CLEVER Planets, led by study co-author Rajdeep Dasgupta, Professor Maurice Ewing of Earth Systems Science at Rice, is exploring ways in which planets can acquire the elements necessary to sustain life. In previous studies, Dasgupta and colleagues at CLEVER Planets have shown that a significant portion of Earth’s volatile elements came from the impact that formed the moon.
“If a planet forms early and is very small, like the mass of the moon or Mars, it can’t add much gas from the disk,” Dasgupta said. “This planet also has much less opportunity to obtain volatile elements essential to life through late bombing.”
Izidoro said that would have been the case for Earth, which gained much of its mass relatively late, including about 1% impacts after colliding with the moon.
“We know that Earth had at least one giant impact after the gas (in the protoplanetary disk) left,” he said. “That was the moon formation event.
“For the TRAPPIST-1 system, we have these Earth-mass planets that formed early,” he said. “So one potential difference, compared to Earth formation, is that they could have, from the start, some hydrogen atmosphere and never experienced a late giant impact.

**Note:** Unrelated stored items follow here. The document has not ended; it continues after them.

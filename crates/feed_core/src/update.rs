use crate::{ArticleSummary, Effect, FeedState, LoadError, Msg, PageRequest, SENTINEL_THRESHOLD};

/// Pure update function: applies a message to state and returns any effects.
pub fn update(mut state: FeedState, msg: Msg) -> (FeedState, Vec<Effect>) {
    let effects = match msg {
        Msg::Mounted => {
            if !state.start() {
                return (state, Vec::new());
            }
            let mut effects = Vec::with_capacity(2);
            if state.infinite_scroll() {
                state.start_observing();
                effects.push(Effect::ObserveSentinel);
            }
            effects.extend(fetch_page(&mut state, 1, false));
            effects
        }
        Msg::Unmounted => {
            if !state.is_active() {
                return (state, Vec::new());
            }
            if state.deactivate() {
                vec![Effect::DisconnectSentinel]
            } else {
                Vec::new()
            }
        }
        Msg::FetchPage { page, append } => fetch_page(&mut state, page.max(1), append),
        Msg::LoadMore => load_more(&mut state),
        Msg::SectionChanged(section) => {
            if !state.is_active() {
                return (state, Vec::new());
            }
            state.reset_for_section(section);
            if state.in_flight().is_some() {
                // The running request now belongs to an old generation; page 1
                // goes out once its response has been dropped.
                state.queue_reload();
                Vec::new()
            } else {
                fetch_page(&mut state, 1, false)
            }
        }
        Msg::SentinelVisibility { ratio } => {
            let visible_enough = ratio >= SENTINEL_THRESHOLD;
            if !state.observing_sentinel() || !visible_enough {
                return (state, Vec::new());
            }
            load_more(&mut state)
        }
        Msg::PageFetched { request, result } => apply_response(&mut state, request, result),
        Msg::NoOp => Vec::new(),
    };

    (state, effects)
}

fn fetch_page(state: &mut FeedState, page: u32, append: bool) -> Vec<Effect> {
    if !state.is_active() || state.in_flight().is_some() {
        return Vec::new();
    }
    vec![Effect::FetchPage(state.begin_request(page, append))]
}

fn load_more(state: &mut FeedState) -> Vec<Effect> {
    if !state.can_load_more() {
        return Vec::new();
    }
    let next_page = state.current_page() + 1;
    fetch_page(state, next_page, true)
}

fn apply_response(
    state: &mut FeedState,
    request: PageRequest,
    result: Result<Vec<ArticleSummary>, LoadError>,
) -> Vec<Effect> {
    if !state.finish_request(&request) {
        return Vec::new();
    }
    if !state.is_active() {
        return Vec::new();
    }
    if request.generation != state.generation() {
        return if state.take_reload() {
            fetch_page(state, 1, false)
        } else {
            Vec::new()
        };
    }

    match result {
        Ok(articles) => state.apply_page(&request, articles),
        Err(error) => state.apply_failure(error),
    }
    Vec::new()
}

And that could change evolution a lot in terms of the planet’s interior, gas release, volatile loss and other things that have implications for habitability. ”
Raymond said this week’s study has implications not just for the study of other resonant planetary systems, but for much more common exoplanet systems believed to have started out as resonant systems.
“Super-Earths and sub-Neptune are very abundant around other stars, and the prevailing idea is that they migrated inward during the gas disk phase and then possibly had a late collision phase,” said Raymond. “But during the initial phase, where they were migrating inward, we thought they pretty much – universally perhaps – had a phase where they were resonant chain structures like TRAPPIST-1. They just didn’t survive. They ended up getting unstable later on.”
Izidoro said one of the study’s biggest contributions could come a few years from now, after NASA’s James Webb Space Telescope, the European Southern Observatory’s Extremely Large Telescope and other instruments allow astronomers to directly observe the atmospheres of exoplanets.
“Today we have some restrictions on the composition of these planets, such as how much water they can have,” Izidoro said of planets that form in a resonant phase of migration. “But we have very large error bars.”
In the future, observations will further narrow down the internal composition of exoplanets, and knowing the history of the last bombing of resonant planets can be extremely helpful.
“For example, if one of these planets has a lot of water, say a mass fraction of 20%, the water must have been incorporated into the planets early on, during the gas phase,” he said. “Therefore, you will have to understand what kind of process could bring this water to this planet.”
Other co-authors of the study include Emeline Bolmont and Martin Turbet of the University of Geneva, Caroline Dorn of the University of Zurich, Franck Selsis of the University of Bordeaux, Eric Agol of the University of Washington, Patrick Barth of the University of St. Andrews, Ludmila Carone of the Max Planck Institute for Astronomy in Heidelberg, Germany, Michael Gillon from the University of Liège and Simon Grimm from the University of Bern.